Thursday 30 September 2010

Not sure whether to laugh or cry...

From The Shields Gazette:

The last Government calculated a general mortgage interest rate for the [subsidy for mortgage interest for low income households], based on the Bank of England's base rate, plus one per cent. This was fixed when the base rate was high and stands at 6.08 per cent. But because the base rate has since plummeted to 0.5 per cent, the Government is lowering the [Support for Mortgage Interest] to 3.63%. The Department of Work and Pensions said the SMI was never intended to pay off any of the capital, just the mortgage interest.

A 78-year-old, from South Shields, who does not wish to be named, is now worried she'll lose her home. She said: "I haven't dared work out how much extra money I will have to pay just yet – I'm scared to. I only got the letter on Tuesday, saying what was happening, everything is going so quick.

"I don't know where they expect me to get the extra cash from, I'm cutting it fine as it is with my pension payments. I really am concerned that I'm going to end up losing my home. It's not as if anyone will want to employ someone of my age."

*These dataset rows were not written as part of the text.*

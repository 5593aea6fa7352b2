use thiserror::Error;

#[derive(Debug, Error)]
pub enum Error {
    #[error("database error: {0}")]
    Database(#[from] rusqlite::Error),

    #[error("serialization error: {0}")]
    Serialization(#[from] serde_json::Error),

    #[error("io error: {0}")]
    Io(#[from] std::io::Error),

    #[error("requested resource was not found")]
    NotFound,

    #[error("resource already exists and cannot be overwritten")]
    AlreadyExists,

    #[error("version not found")]
    VersionNotFound,

    #[error("resource disabled")]
    Disabled,

    #[error("not authorized")]
    NotAuthorized,

    #[error("username cannot be empty")]
    UsernameEmpty,

    #[error("password must be at least 6 characters long")]
    PasswordTooShort,

    #[error("user already exists")]
    UserAlreadyExists,

    #[error("user does not exist")]
    UserDoesNotExist,

    #[error("password does not match")]
    PasswordMismatch,

    #[error("invalid connection string: {0}")]
    InvalidConnectionString(String),

    #[error("unknown backend: {0}")]
    UnknownBackend(String),

    #[error("invalid token signature")]
    InvalidSignature,

    #[error("token expired")]
    TokenExpired,

    #[error("malformed token")]
    MalformedToken,

    #[error("invalid artifact id: {0}")]
    InvalidArtifactId(String),

    #[error("bad request: {0}")]
    BadRequest(String),

    #[error("invalid configuration: {0}")]
    Config(String),

    #[error("password hashing failed: {0}")]
    PasswordHash(String),
}

pub type Result<T> = std::result::Result<T, Error>;
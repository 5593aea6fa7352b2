use std::sync::Arc;

use axum::{Json, Router, extract::State, routing::post};

use super::AppState;
use super::dto::{LoginRequest, LoginResponse};
use super::response::{ApiResponse, ApiResult};

pub async fn login(
    State(state): State<Arc<AppState>>,
    Json(req): Json<LoginRequest>,
) -> ApiResult<ApiResponse<LoginResponse>> {
    let token = state.gate.login(&req.username, &req.password)?;
    tracing::info!("User {} logged in", req.username);
    Ok(ApiResponse::success(LoginResponse { token }))
}

pub fn auth_router() -> Router<Arc<AppState>> {
    Router::new().route("/login", post(login))
}
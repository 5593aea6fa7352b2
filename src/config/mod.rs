mod registry;

pub use registry::{
    DEFAULT_AUTH_PATH, DEFAULT_BINSTORE_PATH, DEFAULT_HOST, DEFAULT_MAX_UPLOAD_BYTES,
    DEFAULT_METASTORE_PATH, DEFAULT_PORT, DEFAULT_TOKEN_TTL_SECS, ENV_PREFIX, MIN_TOKEN_TTL_SECS,
    RegistryConfig,
};
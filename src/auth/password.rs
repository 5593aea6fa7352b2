use argon2::{
    Algorithm, Argon2, Params, Version,
    password_hash::{
        PasswordHash, PasswordHasher as _, PasswordVerifier as _, SaltString, rand_core::OsRng,
    },
};

use crate::error::{Error, Result};

const ARGON2_MEMORY: u32 = 19 * 1024; // 19 MiB
const ARGON2_ITERATIONS: u32 = 2;
const ARGON2_PARALLELISM: u32 = 1;
const ARGON2_OUTPUT_LEN: usize = 32;

pub const MIN_PASSWORD_LEN: usize = 6;

/// Checks the username/password shape shared by login and set-password.
pub fn validate_credentials(username: &str, password: &str) -> Result<()> {
    if username.is_empty() {
        return Err(Error::UsernameEmpty);
    }
    if password.chars().count() < MIN_PASSWORD_LEN {
        return Err(Error::PasswordTooShort);
    }
    Ok(())
}

/// Argon2id hashing with a random salt per password.
pub struct PasswordHasher {
    argon2: Argon2<'static>,
}

impl Default for PasswordHasher {
    fn default() -> Self {
        Self::new()
    }
}

impl PasswordHasher {
    #[must_use]
    pub fn new() -> Self {
        let params = Params::new(
            ARGON2_MEMORY,
            ARGON2_ITERATIONS,
            ARGON2_PARALLELISM,
            Some(ARGON2_OUTPUT_LEN),
        )
        .expect("invalid argon2 params");

        Self {
            argon2: Argon2::new(Algorithm::Argon2id, Version::V0x13, params),
        }
    }

    /// Returns a PHC-format hash with the salt embedded.
    pub fn hash(&self, password: &str) -> Result<String> {
        let salt = SaltString::generate(&mut OsRng);
        let hash = self
            .argon2
            .hash_password(password.as_bytes(), &salt)
            .map_err(|e| Error::PasswordHash(format!("failed to hash password: {e}")))?;
        Ok(hash.to_string())
    }

    /// Verifies `password` against a stored hash. The digest comparison is
    /// constant-time.
    pub fn verify(&self, password: &str, hash: &str) -> Result<()> {
        let parsed_hash = PasswordHash::new(hash)
            .map_err(|e| Error::PasswordHash(format!("invalid hash format: {e}")))?;

        match self.argon2.verify_password(password.as_bytes(), &parsed_hash) {
            Ok(()) => Ok(()),
            Err(argon2::password_hash::Error::Password) => Err(Error::PasswordMismatch),
            Err(e) => Err(Error::PasswordHash(format!("failed to verify password: {e}"))),
        }
    }
}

She's 78 and she still has a mortgage? Or did she take out a second mortgage very late in life?

1 comments:

formertory said...

Of course the article doesn't exactly flesh out the type of mortgage or the interest rate, or the terms of repayment (capital-and-interest? Interest only lifetime mortgage?) so it's difficult to know what's really going on.

There's a large and growing number of people reaching retirement (age) with a mortgage outstanding. And a load more who get there with unsecured debt who then want raise capital by mortgage to consolidate. Some go roll-up equity release (no monthly payments) and some go interest-only.

Any adviser who starts looking to replace unsecured debt with secured debt needs to be (a) extremely careful to explain risk and (b) kicked all the way to Timbuktoo and back if they do it for a pensioner or near-pensioner, but there are always those who'll do it for the commission or for the fee they can extort from people who realised too late that they're in the brown malodorous stuff, and are burning with shame at the prospect of being taken to Court - they'll take any short-term fix to avoid it, by and large.

Even those who might have been expected to know better have got caught up in the credit expansion wave.